EXERCISE PROMPT = Everything from the first line of the material below through the line containing "use tokio::sync::mpsc;" is to be printed exactly, and nothing more.

= = =

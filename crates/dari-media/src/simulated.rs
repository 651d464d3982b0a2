//! Deterministic in-process peer connections.
//!
//! A [`SimulatedPeer`] follows the same rules a real peer connection
//! enforces on its caller: candidates are rejected until a remote description
//! is set, and an offer can only be answered once. It reports `connecting`
//! once both descriptions are in place and `connected` after the first
//! remote candidate is applied.

use std::sync::atomic::{AtomicUsize, Ordering};
use std::sync::{Arc, Mutex, MutexGuard};

use async_trait::async_trait;
use dari_shared::{IceCandidate, IceServer, SdpType, SessionDescription, TrackKind};
use tokio::sync::mpsc;
use tracing::debug;

use crate::capture::LocalTrack;
use crate::transport::{
    PeerConnectionState, PeerEvent, PeerEvents, PeerTransport, TransportError, TransportFactory,
};

/// Factory for [`SimulatedPeer`]s. Clones share the list of created peers.
#[derive(Clone, Default)]
pub struct SimulatedNetwork {
    shared: Arc<NetworkShared>,
}

#[derive(Default)]
struct NetworkShared {
    never_connect: bool,
    next_id: AtomicUsize,
    peers: Mutex<Vec<Arc<SimulatedPeer>>>,
}

impl SimulatedNetwork {
    pub fn new() -> Self {
        Self::default()
    }

    /// Peers from this network stall in `connecting`.
    pub fn never_connecting() -> Self {
        Self {
            shared: Arc::new(NetworkShared {
                never_connect: true,
                ..NetworkShared::default()
            }),
        }
    }

    /// Every peer created so far, in creation order.
    pub fn peers(&self) -> Vec<Arc<SimulatedPeer>> {
        match self.shared.peers.lock() {
            Ok(peers) => peers.clone(),
            Err(poisoned) => poisoned.into_inner().clone(),
        }
    }
}

#[async_trait]
impl TransportFactory for SimulatedNetwork {
    async fn connect(
        &self,
        ice_servers: &[IceServer],
    ) -> Result<(Arc<dyn PeerTransport>, PeerEvents), TransportError> {
        let id = self.shared.next_id.fetch_add(1, Ordering::SeqCst) + 1;
        let (tx, rx) = mpsc::unbounded_channel();
        let peer = Arc::new(SimulatedPeer {
            id,
            ice_servers: ice_servers.to_vec(),
            never_connect: self.shared.never_connect,
            events: tx,
            sim: Mutex::new(PeerSim::default()),
        });
        self.shared
            .peers
            .lock()
            .map_err(|_| TransportError::Backend("network lock poisoned".into()))?
            .push(peer.clone());
        debug!(peer = id, "Simulated peer created");
        let transport: Arc<dyn PeerTransport> = peer;
        Ok((transport, rx))
    }
}

struct PeerSim {
    tracks: Vec<LocalTrack>,
    local: Option<SessionDescription>,
    remote: Option<SessionDescription>,
    applied: Vec<IceCandidate>,
    connection: PeerConnectionState,
}

impl Default for PeerSim {
    fn default() -> Self {
        Self {
            tracks: Vec::new(),
            local: None,
            remote: None,
            applied: Vec::new(),
            connection: PeerConnectionState::New,
        }
    }
}

pub struct SimulatedPeer {
    id: usize,
    ice_servers: Vec<IceServer>,
    never_connect: bool,
    events: mpsc::UnboundedSender<PeerEvent>,
    sim: Mutex<PeerSim>,
}

impl SimulatedPeer {
    fn sim(&self) -> Result<MutexGuard<'_, PeerSim>, TransportError> {
        self.sim
            .lock()
            .map_err(|_| TransportError::Backend("peer lock poisoned".into()))
    }

    fn open_sim(&self) -> Result<MutexGuard<'_, PeerSim>, TransportError> {
        let sim = self.sim()?;
        if sim.connection == PeerConnectionState::Closed {
            return Err(TransportError::Closed);
        }
        Ok(sim)
    }

    fn emit(&self, event: PeerEvent) {
        // Nobody listening is not an error for a simulated peer.
        let _ = self.events.send(event);
    }

    fn transition(&self, sim: &mut PeerSim, state: PeerConnectionState) {
        if sim.connection != state {
            sim.connection = state;
            self.emit(PeerEvent::StateChanged(state));
        }
    }

    fn advance(&self, sim: &mut PeerSim) {
        if sim.local.is_none() || sim.remote.is_none() {
            return;
        }
        if sim.connection == PeerConnectionState::New {
            self.transition(sim, PeerConnectionState::Connecting);
        }
        if sim.connection == PeerConnectionState::Connecting
            && !self.never_connect
            && !sim.applied.is_empty()
        {
            self.transition(sim, PeerConnectionState::Connected);
        }
    }

    fn describe(&self, sim: &PeerSim, sdp_type: SdpType) -> SessionDescription {
        let mut sdp = format!(
            "v=0\r\no=- {} 2 IN IP4 127.0.0.1\r\ns=-\r\nt=0 0\r\n",
            self.id
        );
        for (mid, track) in sim.tracks.iter().enumerate() {
            sdp.push_str(&format!(
                "m={} 9 UDP/TLS/RTP/SAVPF 96\r\na=mid:{}\r\na=msid:{} {}\r\n",
                track.kind(),
                mid,
                track.stream_id(),
                track.id()
            ));
        }
        SessionDescription { sdp_type, sdp }
    }

    fn gather(&self) {
        let addresses = [
            format!("192.0.2.{} {} typ host", self.id, 50000 + self.id),
            format!(
                "198.51.100.{} {} typ srflx raddr 192.0.2.{} rport {}",
                self.id,
                60000 + self.id,
                self.id,
                50000 + self.id
            ),
        ];
        for (n, address) in addresses.iter().enumerate() {
            self.emit(PeerEvent::LocalCandidate(IceCandidate {
                candidate: format!("candidate:{}{} 1 udp 2122260223 {}", self.id, n, address),
                sdp_mid: Some("0".into()),
                sdp_mline_index: Some(0),
                username_fragment: Some(format!("sim{}", self.id)),
            }));
        }
    }

    pub fn ice_servers(&self) -> &[IceServer] {
        &self.ice_servers
    }

    /// Remote candidates the peer accepted, in application order.
    pub fn applied_candidates(&self) -> Vec<IceCandidate> {
        self.sim().map(|s| s.applied.clone()).unwrap_or_default()
    }

    pub fn connection_state(&self) -> PeerConnectionState {
        self.sim()
            .map(|s| s.connection)
            .unwrap_or(PeerConnectionState::Failed)
    }

    pub fn local_description(&self) -> Option<SessionDescription> {
        self.sim().ok().and_then(|s| s.local.clone())
    }

    pub fn remote_description(&self) -> Option<SessionDescription> {
        self.sim().ok().and_then(|s| s.remote.clone())
    }

    /// Drive the connection state from outside, e.g. a network drop.
    pub fn force_state(&self, state: PeerConnectionState) {
        if let Ok(mut sim) = self.open_sim() {
            self.transition(&mut sim, state);
        }
    }

    /// Report one more local candidate, as ICE restarts and late interfaces do.
    pub fn trickle(&self, candidate: IceCandidate) {
        if self.open_sim().is_ok() {
            self.emit(PeerEvent::LocalCandidate(candidate));
        }
    }
}

/// Remote streams announced by `a=msid:` lines, one entry per track.
fn remote_tracks(sdp: &str) -> Vec<(String, TrackKind)> {
    let mut kind = TrackKind::Audio;
    let mut tracks = Vec::new();
    for line in sdp.lines() {
        if let Some(media) = line.strip_prefix("m=") {
            kind = if media.starts_with("video") {
                TrackKind::Video
            } else {
                TrackKind::Audio
            };
        } else if let Some(msid) = line.strip_prefix("a=msid:") {
            if let Some(stream) = msid.split_whitespace().next() {
                tracks.push((stream.to_string(), kind));
            }
        }
    }
    tracks
}

#[async_trait]
impl PeerTransport for SimulatedPeer {
    async fn add_local_track(&self, track: &LocalTrack) -> Result<(), TransportError> {
        self.open_sim()?.tracks.push(track.clone());
        Ok(())
    }

    async fn create_offer(&self) -> Result<SessionDescription, TransportError> {
        let mut sim = self.open_sim()?;
        if sim.local.is_some() || sim.remote.is_some() {
            return Err(TransportError::Backend("offer after negotiation started".into()));
        }
        let offer = self.describe(&sim, SdpType::Offer);
        sim.local = Some(offer.clone());
        self.gather();
        Ok(offer)
    }

    async fn create_answer(&self) -> Result<SessionDescription, TransportError> {
        let mut sim = self.open_sim()?;
        match &sim.remote {
            Some(remote) if remote.sdp_type == SdpType::Offer && sim.local.is_none() => {}
            _ => return Err(TransportError::Backend("no remote offer to answer".into())),
        }
        let answer = self.describe(&sim, SdpType::Answer);
        sim.local = Some(answer.clone());
        self.gather();
        self.advance(&mut sim);
        Ok(answer)
    }

    async fn set_remote_description(
        &self,
        description: &SessionDescription,
    ) -> Result<(), TransportError> {
        let mut sim = self.open_sim()?;
        if !description.sdp.starts_with("v=0") {
            return Err(TransportError::InvalidDescription("not an SDP body".into()));
        }
        if sim.remote.is_some() {
            return Err(TransportError::InvalidDescription(
                "remote description already set".into(),
            ));
        }
        let expected_local = match description.sdp_type {
            SdpType::Offer => None,
            SdpType::Answer => Some(SdpType::Offer),
        };
        if sim.local.as_ref().map(|d| d.sdp_type) != expected_local {
            return Err(TransportError::InvalidDescription(format!(
                "unexpected {:?} in this state",
                description.sdp_type
            )));
        }

        sim.remote = Some(description.clone());
        for (stream_id, kind) in remote_tracks(&description.sdp) {
            self.emit(PeerEvent::RemoteTrack { stream_id, kind });
        }
        self.advance(&mut sim);
        Ok(())
    }

    async fn add_ice_candidate(&self, candidate: &IceCandidate) -> Result<(), TransportError> {
        let mut sim = self.open_sim()?;
        if sim.remote.is_none() {
            return Err(TransportError::CandidateRejected(
                "remote description not set".into(),
            ));
        }
        if candidate.candidate.trim().is_empty() {
            return Err(TransportError::CandidateRejected("empty candidate".into()));
        }
        sim.applied.push(candidate.clone());
        self.advance(&mut sim);
        Ok(())
    }

    async fn close(&self) -> Result<(), TransportError> {
        let mut sim = self.sim()?;
        self.transition(&mut sim, PeerConnectionState::Closed);
        Ok(())
    }
}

= = =

OUTPUT FOR THIS TASK =
filename crates/dari-media/src/simulated.rs
repository 651d464d3982b0a2
//! Deterministic in-process peer connections.
//!
//! A [`SimulatedPeer`] follows the same rules a real peer connection
//! enforces on its caller: candidates are rejected until a remote description
//! is set, and an offer can only be answered once. It reports `connecting`
//! once both descriptions are in place and `connected` after the first
//! remote candidate is applied.

use std::sync::atomic::{AtomicUsize, Ordering};
use std::sync::{Arc, Mutex, MutexGuard};

use async_trait::async_trait;
use dari_shared::{IceCandidate, IceServer, SdpType, SessionDescription, TrackKind};
use tokio::sync::mpsc;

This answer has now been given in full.